Salmon was introduced into school lunches, sourced from the local fish processor, which in turn buys fish from community members practicing subsistence. Bersamin and her colleagues also taught students about how the food they choose to eat affects not only personal health but also the health of the overall community and environment. Students who participated in Neqa Elicarvigmun had better diet quality, greater fish intake and more favorable attitudes toward traditional foods relative to their counterparts in a comparison group.
Her latest project not only represents a shift in location from Alaska to Nigeria, but it also incorporates food safety into her research for the first time. The Food Safety Innovation Lab-backed study aims to identify strategic, feasible activities to mitigate and prevent household foodborne illnesses in Nigeria. Exposure to foodborne pathogens contributes to a vicious cycle of illness and malnutrition, impacting young children’s development and nutritional status.
“There’s been a lot of research on food safety in Nigeria at the production and distribution levels, but not at the household level, and the household is where the food is being prepared, especially for kids,” says Bersamin. “So this project focuses on understanding household vulnerability to foodborne illness. We hope that it makes a contribution to the research in food safety by making links between food safety risk, pathogen prevalence, and child nutritional status.”
The researchers are employing a data-gathering technique known as Our Voice, which enlists and empowers Nigerian mothers to become citizen scientists. The women are given smartphones with an app that allows them to document their lived experience of feeding their family safe and nutritious foods by prompting them to take photos and write text messages.

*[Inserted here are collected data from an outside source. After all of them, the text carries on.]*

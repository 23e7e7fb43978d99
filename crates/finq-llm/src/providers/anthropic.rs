//! Anthropic messages API provider
//!
//! See: https://docs.anthropic.com/en/api/messages

use crate::{
    CompletionRequest, CompletionResponse, ContentBlock, LLMError, LLMProvider, Message,
    MessageContent, Result, Role, StopReason, TokenUsage, ToolDefinition,
};
use async_trait::async_trait;
use reqwest::Client;
use serde::{Deserialize, Serialize};
use std::time::Duration;
use tracing::{debug, instrument};

const ANTHROPIC_API_BASE: &str = "https://api.anthropic.com/v1";
const ANTHROPIC_VERSION: &str = "2023-06-01";

/// Configuration for the Anthropic provider
#[derive(Debug, Clone)]
pub struct AnthropicConfig {
    /// API key
    pub api_key: String,
    /// Base URL of the API
    pub api_base: String,
    /// HTTP timeout in seconds
    pub timeout_secs: u64,
}

impl AnthropicConfig {
    /// Create a config with default endpoint and timeout
    pub fn new(api_key: impl Into<String>) -> Self {
        Self {
            api_key: api_key.into(),
            api_base: ANTHROPIC_API_BASE.to_string(),
            timeout_secs: 60,
        }
    }

    /// Set the HTTP timeout in seconds
    pub fn with_timeout(mut self, timeout_secs: u64) -> Self {
        self.timeout_secs = timeout_secs;
        self
    }
}

/// Anthropic Claude provider
pub struct AnthropicProvider {
    client: Client,
    config: AnthropicConfig,
}

impl AnthropicProvider {
    /// Create a provider from a configuration
    pub fn with_config(config: AnthropicConfig) -> Result<Self> {
        let client = Client::builder()
            .timeout(Duration::from_secs(config.timeout_secs))
            .build()?;
        Ok(Self { client, config })
    }

    /// Create a provider with an API key
    pub fn new(api_key: impl Into<String>) -> Result<Self> {
        Self::with_config(AnthropicConfig::new(api_key))
    }

    /// Read the API key from `ANTHROPIC_API_KEY`
    pub fn from_env() -> Result<Self> {
        let api_key = finq_utils::env_var("ANTHROPIC_API_KEY").ok_or_else(|| {
            LLMError::Configuration("ANTHROPIC_API_KEY environment variable not set".to_string())
        })?;
        Self::new(api_key)
    }
}

#[async_trait]
impl LLMProvider for AnthropicProvider {
    #[instrument(skip(self, request), fields(model = %request.model))]
    async fn complete(&self, request: CompletionRequest) -> Result<CompletionResponse> {
        let body = AnthropicRequest {
            model: &request.model,
            messages: &request.messages,
            system: request.system.as_deref(),
            max_tokens: request.max_tokens,
            temperature: request.temperature,
            tools: request.tools.as_deref(),
        };

        let response = self
            .client
            .post(format!("{}/messages", self.config.api_base))
            .header("x-api-key", &self.config.api_key)
            .header("anthropic-version", ANTHROPIC_VERSION)
            .json(&body)
            .send()
            .await?;

        let status = response.status();
        if !status.is_success() {
            let error_text = response.text().await.unwrap_or_default();
            // 529 is Anthropic's "overloaded"
            if status.as_u16() == 529 {
                return Err(LLMError::RateLimited(error_text));
            }
            return Err(LLMError::from_status(status.as_u16(), error_text, &request.model));
        }

        let parsed: AnthropicResponse = response
            .json()
            .await
            .map_err(|e| LLMError::UnexpectedResponse(format!("Failed to parse response: {e}")))?;

        debug!(
            stop_reason = %parsed.stop_reason,
            input_tokens = parsed.usage.input_tokens,
            output_tokens = parsed.usage.output_tokens,
            "Anthropic completion received"
        );

        Ok(CompletionResponse {
            message: Message {
                role: Role::Assistant,
                content: Some(MessageContent::Blocks(parsed.content)),
            },
            stop_reason: map_stop_reason(&parsed.stop_reason),
            usage: TokenUsage {
                input_tokens: parsed.usage.input_tokens,
                output_tokens: parsed.usage.output_tokens,
            },
        })
    }

    fn name(&self) -> &'static str {
        "anthropic"
    }
}

fn map_stop_reason(reason: &str) -> StopReason {
    match reason {
        "max_tokens" => StopReason::MaxTokens,
        "tool_use" => StopReason::ToolUse,
        _ => StopReason::EndTurn,
    }
}

// The generic message and tool types already match the Anthropic wire format.

#[derive(Debug, Serialize)]
struct AnthropicRequest<'a> {
    model: &'a str,
    messages: &'a [Message],
    #[serde(skip_serializing_if = "Option::is_none")]
    system: Option<&'a str>,
    max_tokens: usize,
    #[serde(skip_serializing_if = "Option::is_none")]
    temperature: Option<f32>,
    #[serde(skip_serializing_if = "Option::is_none")]
    tools: Option<&'a [ToolDefinition]>,
}

#[derive(Debug, Deserialize)]
struct AnthropicResponse {
    content: Vec<ContentBlock>,
    stop_reason: String,
    usage: UsageResponse,
}

#[derive(Debug, Deserialize)]
struct UsageResponse {
    input_tokens: usize,
    output_tokens: usize,
}
//! LLM provider trait definition

use crate::{CompletionRequest, CompletionResponse, Result};
use async_trait::async_trait;

/// A chat-completion backend
///
/// One provider may serve several models; the model is chosen per request
/// through [`CompletionRequest::model`].
#[async_trait]
pub trait LLMProvider: Send + Sync {
    /// Generate a completion
    async fn complete(&self, request: CompletionRequest) -> Result<CompletionResponse>;

    /// Provider name (e.g. "openai", "anthropic")
    fn name(&self) -> &str;

    /// Whether the backend understands native tool definitions
    ///
    /// When `false`, callers describe tools in the prompt and parse the
    /// selection from the response text instead.
    fn supports_tools(&self) -> bool {
        true
    }
}
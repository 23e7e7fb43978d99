//! Configuration management utilities
//!
//! Small helpers for reading typed values from the environment. Every crate in
//! the workspace reads API keys and tuning knobs through these so that empty
//! variables behave the same as unset ones.

use serde::{Deserialize, Serialize};
use std::str::FromStr;
use thiserror::Error;

/// Errors raised while reading configuration from the environment
#[derive(Debug, Error, PartialEq, Eq)]
pub enum ConfigError {
    /// Variable is set but its value cannot be parsed
    #[error("Invalid value for {key}: {value}")]
    InvalidValue {
        /// Environment variable name
        key: String,
        /// Raw value found
        value: String,
    },
}

/// Application-level settings shared by binaries
#[derive(Debug, Clone, Serialize, Deserialize)]
pub struct AppConfig {
    /// Application name
    pub app_name: String,
    /// Environment (development, production, ...)
    pub environment: String,
}

impl Default for AppConfig {
    fn default() -> Self {
        Self {
            app_name: "finq".to_string(),
            environment: "development".to_string(),
        }
    }
}

impl AppConfig {
    /// Build from `FINQ_ENV`, defaulting to `development`
    pub fn from_env() -> Self {
        let mut config = Self::default();
        if let Some(environment) = env_var("FINQ_ENV") {
            config.environment = environment;
        }
        config
    }

    /// Whether this is a production deployment
    pub fn is_production(&self) -> bool {
        self.environment.eq_ignore_ascii_case("production")
    }
}

/// Read an environment variable, treating empty or whitespace-only values as unset
pub fn env_var(key: &str) -> Option<String> {
    std::env::var(key)
        .ok()
        .map(|v| v.trim().to_string())
        .filter(|v| !v.is_empty())
}

/// Read a comma-separated list from the environment
///
/// Blank items are skipped; an unset variable yields an empty list.
pub fn env_list(key: &str) -> Vec<String> {
    env_var(key)
        .map(|raw| split_list(&raw))
        .unwrap_or_default()
}

/// Parse a typed value from the environment
///
/// Returns `Ok(None)` when the variable is unset.
pub fn env_parse<T: FromStr>(key: &str) -> Result<Option<T>, ConfigError> {
    match env_var(key) {
        None => Ok(None),
        Some(raw) => raw
            .parse::<T>()
            .map(Some)
            .map_err(|_| ConfigError::InvalidValue {
                key: key.to_string(),
                value: raw,
            }),
    }
}

fn split_list(raw: &str) -> Vec<String> {
    raw.split(',')
        .map(str::trim)
        .filter(|s| !s.is_empty())
        .map(str::to_string)
        .collect()
}
//! Per-conversation memory
//!
//! Each conversation keeps a bounded FIFO of turns. The store hands out one
//! async mutex per conversation; holding it for the whole turn serializes
//! concurrent queries on the same conversation.

use chrono::{DateTime, Utc};
use serde::Serialize;
use std::collections::{HashMap, VecDeque};
use std::sync::{Arc, Mutex, PoisonError};
use tokio::sync::Mutex as AsyncMutex;
use tracing::debug;

/// Default number of turns a conversation keeps
pub const DEFAULT_CAPACITY: usize = 5;

/// Speaker of a turn
#[derive(Debug, Clone, Copy, PartialEq, Eq, Serialize)]
#[serde(rename_all = "snake_case")]
pub enum TurnRole {
    /// The person asking
    User,
    /// The engine
    Assistant,
}

impl TurnRole {
    /// Label used when rendering memory into a prompt
    pub fn label(self) -> &'static str {
        match self {
            Self::User => "User",
            Self::Assistant => "Assistant",
        }
    }
}

/// A single remembered turn
#[derive(Debug, Clone, PartialEq, Serialize)]
pub struct Turn {
    /// Speaker
    pub role: TurnRole,
    /// Text
    pub text: String,
    /// When the turn was recorded
    pub timestamp: DateTime<Utc>,
}

impl Turn {
    /// Create a turn stamped now
    pub fn new(role: TurnRole, text: impl Into<String>) -> Self {
        Self {
            role,
            text: text.into(),
            timestamp: Utc::now(),
        }
    }
}

/// Bounded FIFO of turns; the oldest turn is evicted first
#[derive(Debug, Clone)]
pub struct ConversationMemory {
    turns: VecDeque<Turn>,
    capacity: usize,
}

impl Default for ConversationMemory {
    fn default() -> Self {
        Self::new(DEFAULT_CAPACITY)
    }
}

impl ConversationMemory {
    /// Create an empty memory; capacity is at least one
    pub fn new(capacity: usize) -> Self {
        let capacity = capacity.max(1);
        Self {
            turns: VecDeque::with_capacity(capacity),
            capacity,
        }
    }

    /// Append a turn, evicting the oldest when full
    pub fn push(&mut self, turn: Turn) {
        while self.turns.len() >= self.capacity {
            self.turns.pop_front();
        }
        self.turns.push_back(turn);
    }

    /// Convenience for [`push`](Self::push)
    pub fn record(&mut self, role: TurnRole, text: impl Into<String>) {
        self.push(Turn::new(role, text));
    }

    /// All turns, oldest first
    pub fn turns(&self) -> impl DoubleEndedIterator<Item = &Turn> + ExactSizeIterator {
        self.turns.iter()
    }

    /// The last `n` turns, oldest first
    pub fn last(&self, n: usize) -> Vec<&Turn> {
        let skip = self.turns.len().saturating_sub(n);
        self.turns.iter().skip(skip).collect()
    }

    /// Number of turns held
    pub fn len(&self) -> usize {
        self.turns.len()
    }

    /// Whether no turn is held
    pub fn is_empty(&self) -> bool {
        self.turns.is_empty()
    }

    /// Maximum number of turns
    pub fn capacity(&self) -> usize {
        self.capacity
    }

    /// Forget everything
    pub fn clear(&mut self) {
        self.turns.clear();
    }
}

/// Handle to one conversation's memory
pub type SharedMemory = Arc<AsyncMutex<ConversationMemory>>;

/// Default number of conversations a store keeps
pub const DEFAULT_MAX_CONVERSATIONS: usize = 1000;

#[derive(Debug)]
struct Slot {
    memory: SharedMemory,
    last_used: u64,
}

#[derive(Debug, Default)]
struct Conversations {
    slots: HashMap<String, Slot>,
    clock: u64,
}

impl Conversations {
    /// Least recently used conversation, preferring ones no turn is holding
    fn eviction_candidate(&self) -> Option<String> {
        let idle = self
            .slots
            .iter()
            .filter(|(_, slot)| Arc::strong_count(&slot.memory) == 1)
            .min_by_key(|(_, slot)| slot.last_used);
        idle.or_else(|| self.slots.iter().min_by_key(|(_, slot)| slot.last_used))
            .map(|(id, _)| id.clone())
    }
}

/// Session-scoped map of conversation id to memory
///
/// Holds at most `max_conversations`; opening one more evicts the least
/// recently used conversation.
#[derive(Debug, Clone)]
pub struct ConversationStore {
    inner: Arc<Mutex<Conversations>>,
    capacity: usize,
    max_conversations: usize,
}

impl Default for ConversationStore {
    fn default() -> Self {
        Self::new(DEFAULT_CAPACITY)
    }
}

impl ConversationStore {
    /// Create a store whose conversations keep `capacity` turns
    pub fn new(capacity: usize) -> Self {
        Self::with_limit(capacity, DEFAULT_MAX_CONVERSATIONS)
    }

    /// Create a store holding at most `max_conversations` conversations
    pub fn with_limit(capacity: usize, max_conversations: usize) -> Self {
        Self {
            inner: Arc::new(Mutex::new(Conversations::default())),
            capacity,
            max_conversations: max_conversations.max(1),
        }
    }

    /// Memory for a conversation, created on first use
    pub fn conversation(&self, id: &str) -> SharedMemory {
        let mut inner = self.inner.lock().unwrap_or_else(PoisonError::into_inner);
        inner.clock += 1;
        let now = inner.clock;

        if let Some(slot) = inner.slots.get_mut(id) {
            slot.last_used = now;
            return Arc::clone(&slot.memory);
        }

        while inner.slots.len() >= self.max_conversations {
            let Some(evicted) = inner.eviction_candidate() else {
                break;
            };
            inner.slots.remove(&evicted);
            debug!(conversation = %evicted, "Evicted least recently used conversation");
        }

        let memory = Arc::new(AsyncMutex::new(ConversationMemory::new(self.capacity)));
        inner.slots.insert(
            id.to_string(),
            Slot {
                memory: Arc::clone(&memory),
                last_used: now,
            },
        );
        memory
    }

    /// Drop a conversation's memory; returns whether it existed
    pub fn end(&self, id: &str) -> bool {
        self.inner
            .lock()
            .unwrap_or_else(PoisonError::into_inner)
            .slots
            .remove(id)
            .is_some()
    }

    /// Number of live conversations
    pub fn len(&self) -> usize {
        self.inner.lock().unwrap_or_else(PoisonError::into_inner).slots.len()
    }

    /// Whether no conversation is live
    pub fn is_empty(&self) -> bool {
        self.len() == 0
    }
}
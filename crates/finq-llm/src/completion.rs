//! Completion request and response types

use crate::{ContentBlock, Message, ToolDefinition};
use serde::{Deserialize, Serialize};
use serde_json::Value;

/// Request for a chat completion
#[derive(Debug, Clone, Serialize, Deserialize)]
pub struct CompletionRequest {
    /// Model identifier (provider-specific)
    pub model: String,

    /// Conversation messages
    pub messages: Vec<Message>,

    /// Optional system prompt
    #[serde(skip_serializing_if = "Option::is_none")]
    pub system: Option<String>,

    /// Maximum tokens to generate
    pub max_tokens: usize,

    /// Sampling temperature
    #[serde(skip_serializing_if = "Option::is_none")]
    pub temperature: Option<f32>,

    /// Tools the model may call
    #[serde(skip_serializing_if = "Option::is_none")]
    pub tools: Option<Vec<ToolDefinition>>,
}

/// Response from a chat completion
#[derive(Debug, Clone, Serialize, Deserialize)]
pub struct CompletionResponse {
    /// Generated assistant message
    pub message: Message,

    /// Why generation stopped
    pub stop_reason: StopReason,

    /// Token usage statistics
    pub usage: TokenUsage,
}

impl CompletionResponse {
    /// Convenience constructor for a plain text answer
    pub fn text_only(text: impl Into<String>) -> Self {
        Self {
            message: Message::assistant(text),
            stop_reason: StopReason::EndTurn,
            usage: TokenUsage::default(),
        }
    }

    /// All text blocks of the answer joined together
    pub fn text(&self) -> String {
        self.message.joined_text()
    }

    /// First tool call in the answer, as `(name, input)`
    pub fn tool_call(&self) -> Option<(&str, &Value)> {
        self.message.tool_uses().into_iter().find_map(|b| match b {
            ContentBlock::ToolUse { name, input, .. } => Some((name.as_str(), input)),
            _ => None,
        })
    }
}

/// Reason the model stopped generating
#[derive(Debug, Clone, Copy, PartialEq, Eq, Serialize, Deserialize)]
#[serde(rename_all = "snake_case")]
pub enum StopReason {
    /// Natural completion
    EndTurn,
    /// Hit max tokens limit
    MaxTokens,
    /// Tool use requested
    ToolUse,
}

/// Token usage statistics
#[derive(Debug, Clone, Copy, Default, Serialize, Deserialize)]
pub struct TokenUsage {
    /// Number of input tokens
    pub input_tokens: usize,
    /// Number of output tokens
    pub output_tokens: usize,
}

impl TokenUsage {
    /// Total tokens used
    pub fn total(&self) -> usize {
        self.input_tokens + self.output_tokens
    }
}

impl CompletionRequest {
    /// Create a builder for completion requests
    pub fn builder(model: impl Into<String>) -> CompletionRequestBuilder {
        CompletionRequestBuilder::new(model)
    }
}

/// Builder for [`CompletionRequest`]
pub struct CompletionRequestBuilder {
    model: String,
    messages: Vec<Message>,
    system: Option<String>,
    max_tokens: usize,
    temperature: Option<f32>,
    tools: Option<Vec<ToolDefinition>>,
}

impl CompletionRequestBuilder {
    /// Create a new builder
    pub fn new(model: impl Into<String>) -> Self {
        Self {
            model: model.into(),
            messages: Vec::new(),
            system: None,
            max_tokens: 1024,
            temperature: None,
            tools: None,
        }
    }

    /// Set the conversation messages
    pub fn messages(mut self, messages: Vec<Message>) -> Self {
        self.messages = messages;
        self
    }

    /// Add a single message
    pub fn add_message(mut self, message: Message) -> Self {
        self.messages.push(message);
        self
    }

    /// Set the system prompt
    pub fn system(mut self, system: impl Into<String>) -> Self {
        self.system = Some(system.into());
        self
    }

    /// Set the maximum tokens
    pub fn max_tokens(mut self, max_tokens: usize) -> Self {
        self.max_tokens = max_tokens;
        self
    }

    /// Set the temperature
    pub fn temperature(mut self, temperature: f32) -> Self {
        self.temperature = Some(temperature);
        self
    }

    /// Set the available tools; an empty list is treated as none
    pub fn tools(mut self, tools: Vec<ToolDefinition>) -> Self {
        self.tools = if tools.is_empty() { None } else { Some(tools) };
        self
    }

    /// Build the completion request
    pub fn build(self) -> CompletionRequest {
        CompletionRequest {
            model: self.model,
            messages: self.messages,
            system: self.system,
            max_tokens: self.max_tokens,
            temperature: self.temperature,
            tools: self.tools,
        }
    }
}

#[cfg(test)]
mod tests {
    use super::*;
    use crate::MessageContent;
    use serde_json::json;

    #[test]
    fn test_builder() {
        let request = CompletionRequest::builder("gpt-4o-mini")
            .add_message(Message::user("What is AAPL trading at?"))
            .system("You are a financial assistant")
            .max_tokens(4000)
            .temperature(0.1)
            .tools(vec![])
            .build();

        assert_eq!(request.model, "gpt-4o-mini");
        assert_eq!(request.messages.len(), 1);
        assert_eq!(request.max_tokens, 4000);
        assert_eq!(request.temperature, Some(0.1));
        assert!(request.tools.is_none());
    }

    #[test]
    fn test_response_tool_call() {
        let response = CompletionResponse {
            message: Message {
                role: crate::Role::Assistant,
                content: Some(MessageContent::Blocks(vec![
                    ContentBlock::Text {
                        text: "Looking it up".to_string(),
                    },
                    ContentBlock::ToolUse {
                        id: "call_1".to_string(),
                        name: "price_lookup".to_string(),
                        input: json!({"symbol": "AAPL"}),
                    },
                ])),
            },
            stop_reason: StopReason::ToolUse,
            usage: TokenUsage::default(),
        };

        let (name, input) = response.tool_call().unwrap();
        assert_eq!(name, "price_lookup");
        assert_eq!(input["symbol"], "AAPL");
        assert_eq!(response.text(), "Looking it up");
    }

    #[test]
    fn test_token_usage() {
        let usage = TokenUsage {
            input_tokens: 100,
            output_tokens: 50,
        };
        assert_eq!(usage.total(), 150);
    }
}
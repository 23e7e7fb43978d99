//! Tool trait definition

use crate::{Result, ToolError};
use async_trait::async_trait;
use finq_llm::ToolDefinition;
use serde::de::DeserializeOwned;
use serde_json::Value;

/// A function the agent can call
#[async_trait]
pub trait Tool: Send + Sync {
    /// Execute the tool with JSON parameters matching [`Tool::input_schema`]
    async fn execute(&self, params: Value) -> Result<Value>;

    /// Unique name within a registry
    fn name(&self) -> &str;

    /// What the tool does, shown to the model
    fn description(&self) -> &str;

    /// JSON schema of the parameters
    fn input_schema(&self) -> Value;

    /// Definition handed to the model
    fn definition(&self) -> ToolDefinition {
        ToolDefinition::new(self.name(), self.description(), self.input_schema())
    }
}

/// Deserialize tool parameters, mapping failures to [`ToolError::InvalidArguments`]
pub fn parse_params<T: DeserializeOwned>(tool: &str, params: Value) -> Result<T> {
    serde_json::from_value(params).map_err(|e| ToolError::invalid(tool, e.to_string()))
}
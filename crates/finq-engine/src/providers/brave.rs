//! Brave Search adapter for news headlines

use super::{Operation, Provider, SharedRateLimiter, get_json, rate_limiter, unsupported};
use crate::enrichment::{DataKind, DataPoint, NewsItem};
use crate::error::ProviderError;
use crate::intent::is_valid_symbol;
use async_trait::async_trait;
use reqwest::Client;
use serde::Deserialize;
use std::time::Duration;
use tracing::instrument;

const NAME: &str = "brave";
const BASE_URL: &str = "https://api.search.brave.com/res/v1";
const DEFAULT_RATE_LIMIT: u32 = 60;

/// The API caps `count` at 20
const MAX_COUNT: usize = 20;

#[derive(Debug, Deserialize)]
struct SearchResponse {
    web: Option<WebResults>,
}

#[derive(Debug, Deserialize)]
struct WebResults {
    #[serde(default)]
    results: Vec<WebResult>,
}

#[derive(Debug, Deserialize)]
struct WebResult {
    #[serde(default)]
    title: String,
    url: Option<String>,
    description: Option<String>,
    profile: Option<Profile>,
}

#[derive(Debug, Deserialize)]
struct Profile {
    name: Option<String>,
}

/// Brave Search client
#[derive(Debug, Clone)]
pub struct BraveSearchClient {
    client: Client,
    api_key: String,
    base_url: String,
    rate_limiter: SharedRateLimiter,
}

impl BraveSearchClient {
    /// Create a client
    pub fn new(api_key: impl Into<String>) -> Self {
        let client = Client::builder()
            .timeout(Duration::from_secs(10))
            .build()
            .unwrap_or_default();
        Self {
            client,
            api_key: api_key.into(),
            base_url: BASE_URL.to_string(),
            rate_limiter: rate_limiter(DEFAULT_RATE_LIMIT),
        }
    }

    /// Point the client at another base URL
    pub fn with_base_url(mut self, base_url: impl Into<String>) -> Self {
        self.base_url = base_url.into().trim_end_matches('/').to_string();
        self
    }

    /// Search the web for recent headlines about `query`
    #[instrument(skip(self), fields(provider = NAME))]
    pub async fn news(&self, query: &str, max_results: usize) -> Result<Vec<NewsItem>, ProviderError> {
        self.rate_limiter.until_ready().await;

        let count = max_results.clamp(1, MAX_COUNT).to_string();
        let request = self
            .client
            .get(format!("{}/web/search", self.base_url))
            .header("Accept", "application/json")
            .header("X-Subscription-Token", &self.api_key)
            .query(&[
                ("q", search_text(query).as_str()),
                ("count", count.as_str()),
                ("text_decorations", "false"),
            ]);
        let response: SearchResponse = get_json(NAME, request).await?;
        Ok(to_news(response, max_results))
    }
}

/// Tickers get a news-flavored query; free text is searched as is
fn search_text(query: &str) -> String {
    if is_valid_symbol(query) {
        format!("{query} stock news latest")
    } else {
        query.to_string()
    }
}

fn to_news(response: SearchResponse, max_results: usize) -> Vec<NewsItem> {
    response
        .web
        .map(|w| w.results)
        .unwrap_or_default()
        .into_iter()
        .filter(|r| !r.title.trim().is_empty())
        .take(max_results)
        .map(|r| NewsItem {
            title: r.title,
            url: r.url,
            source: r.profile.and_then(|p| p.name),
            summary: r.description,
            published_at: None,
        })
        .collect()
}

#[async_trait]
impl Provider for BraveSearchClient {
    fn name(&self) -> &str {
        NAME
    }

    fn supports(&self, kind: DataKind) -> bool {
        kind == DataKind::News
    }

    async fn invoke(&self, operation: &Operation) -> Result<DataPoint, ProviderError> {
        match operation {
            Operation::News { query, max_results } => {
                self.news(query, *max_results).await.map(DataPoint::News)
            }
            other => Err(unsupported(NAME, other)),
        }
    }
}

#[cfg(test)]
mod tests {
    use super::*;

    #[test]
    fn test_search_text() {
        assert_eq!(search_text("NVDA"), "NVDA stock news latest");
        assert_eq!(search_text("fed rate decision"), "fed rate decision");
    }

    #[test]
    fn test_to_news() {
        let response: SearchResponse = serde_json::from_str(
            r#"{"type":"search","web":{"results":[
                {"title":"Nvidia beats estimates","url":"https://example.com/a","description":"Record revenue","profile":{"name":"Example News"}},
                {"title":"","url":"https://example.com/empty"},
                {"title":"Chip stocks rally","url":"https://example.com/b"}
            ]}}"#,
        )
        .unwrap();

        let news = to_news(response, 5);
        assert_eq!(news.len(), 2);
        assert_eq!(news[0].source.as_deref(), Some("Example News"));
        assert_eq!(news[1].title, "Chip stocks rally");

        let empty: SearchResponse = serde_json::from_str(r#"{"type":"search"}"#).unwrap();
        assert!(to_news(empty, 5).is_empty());
    }

    #[tokio::test]
    #[ignore] // Requires BRAVE_API_KEY and network access
    async fn test_live_news() {
        let key = std::env::var("BRAVE_API_KEY").unwrap();
        let news = BraveSearchClient::new(key).news("AAPL", 3).await.unwrap();
        assert!(news.len() <= 3);
    }
}
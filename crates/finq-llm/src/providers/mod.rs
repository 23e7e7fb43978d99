//! Concrete LLM provider implementations

#[cfg(feature = "anthropic")]
pub mod anthropic;
#[cfg(feature = "openai")]
pub mod openai;

#[cfg(feature = "anthropic")]
pub use anthropic::{AnthropicConfig, AnthropicProvider};
#[cfg(feature = "openai")]
pub use openai::{OpenAIConfig, OpenAIProvider};
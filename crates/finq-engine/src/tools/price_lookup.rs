//! Tool for fetching a live quote

use super::{fetch_failed, normalize_symbol};
use crate::cascade::Cascade;
use crate::enrichment::DataPoint;
use crate::providers::Operation;
use async_trait::async_trait;
use finq_llm::tools::schema;
use finq_tools::{Tool, ToolError, parse_params};
use serde::Deserialize;
use serde_json::{Value, json};
use std::sync::Arc;

const NAME: &str = "price_lookup";

/// Latest quote for one symbol
pub struct PriceLookupTool {
    cascade: Arc<Cascade>,
}

#[derive(Debug, Deserialize)]
struct PriceLookupParams {
    symbol: String,
}

impl PriceLookupTool {
    /// Create the tool over a cascade
    pub fn new(cascade: Arc<Cascade>) -> Self {
        Self { cascade }
    }
}

#[async_trait]
impl Tool for PriceLookupTool {
    async fn execute(&self, params: Value) -> finq_tools::Result<Value> {
        let params: PriceLookupParams = parse_params(NAME, params)?;
        let symbol = normalize_symbol(NAME, &params.symbol)?;

        let fact = self
            .cascade
            .fetch(&Operation::Quote { symbol })
            .await
            .map_err(|e| fetch_failed(NAME, &e))?;

        let DataPoint::Quote(quote) = &fact.value else {
            return Err(ToolError::failed(NAME, "provider returned a non-quote value"));
        };
        Ok(json!({
            "symbol": quote.symbol,
            "price": quote.price,
            "previous_close": quote.previous_close,
            "change": quote.change,
            "change_percent": quote.change_percent,
            "day_low": quote.low,
            "day_high": quote.high,
            "volume": quote.volume,
            "pe_ratio": quote.pe_ratio,
            "market_cap": quote.market_cap,
            "source": fact.provider,
        }))
    }

    fn name(&self) -> &str {
        NAME
    }

    fn description(&self) -> &str {
        "Get the latest price, daily change and P/E ratio for a stock ticker"
    }

    fn input_schema(&self) -> Value {
        schema::object(
            json!({ "symbol": schema::string("Ticker symbol, e.g. AAPL") }),
            &["symbol"],
        )
    }
}

#[cfg(test)]
mod tests {
    use super::*;
    use crate::providers::testing::StaticProvider;
    use crate::tools::testing::cascade_over;

    #[tokio::test]
    async fn test_lookup() {
        let tool = PriceLookupTool::new(cascade_over(
            StaticProvider::new("static").with_quote("NVDA", 120.0, 2.5),
        ));

        let out = tool.execute(json!({"symbol": "$nvda"})).await.unwrap();
        assert_eq!(out["symbol"], "NVDA");
        assert_eq!(out["price"], 120.0);
        assert_eq!(out["source"], "static");
        assert!((out["change_percent"].as_f64().unwrap() - 2.5).abs() < 1e-9);
    }

    #[tokio::test]
    async fn test_bad_arguments() {
        let tool = PriceLookupTool::new(cascade_over(StaticProvider::new("static")));

        let err = tool.execute(json!({"ticker": "AAPL"})).await.unwrap_err();
        assert!(matches!(err, ToolError::InvalidArguments { .. }));

        let err = tool.execute(json!({"symbol": "not a ticker"})).await.unwrap_err();
        assert!(matches!(err, ToolError::InvalidArguments { .. }));
    }

    #[tokio::test]
    async fn test_unknown_symbol_fails() {
        let tool = PriceLookupTool::new(cascade_over(StaticProvider::new("static")));
        let err = tool.execute(json!({"symbol": "ZZZZ"})).await.unwrap_err();
        assert!(matches!(err, ToolError::ExecutionFailed { ref reason, .. } if reason.contains("ZZZZ")));
    }
}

Afterwards, Bersamin and her colleagues plan to include the mothers in a discussion with policymakers and clinicians to propose realistic, effective ways to improve food security and safety at the household level.
“I’m really excited about this project, which includes six co-investigators with expertise in nutrition, food safety and microbiology,” she says. “From my perspective, I’m able to use a community-based approach, working with families and applying some of the methods that we’ve used in nutrition to understanding food safety.”
Bersamin will collaborate with partners at three Nigerian institutions — Bowen University, Obafemi Awolowo University and the University of Ibadan — along with Utah State University. The project will begin with an initial household survey of food safety awareness, levels of foodborne pathogens and child nutritional status before launching the Our Voice component of the research.
“Most of my work has been done with families and children. If food is being prepared in the home, that’s where much of the contamination can happen,” Bersamin says. “We need to understand why certain actions are being taken and the common barriers to food safety at a household level. In order to find meaningful solutions, we need to understand those contextual issues.”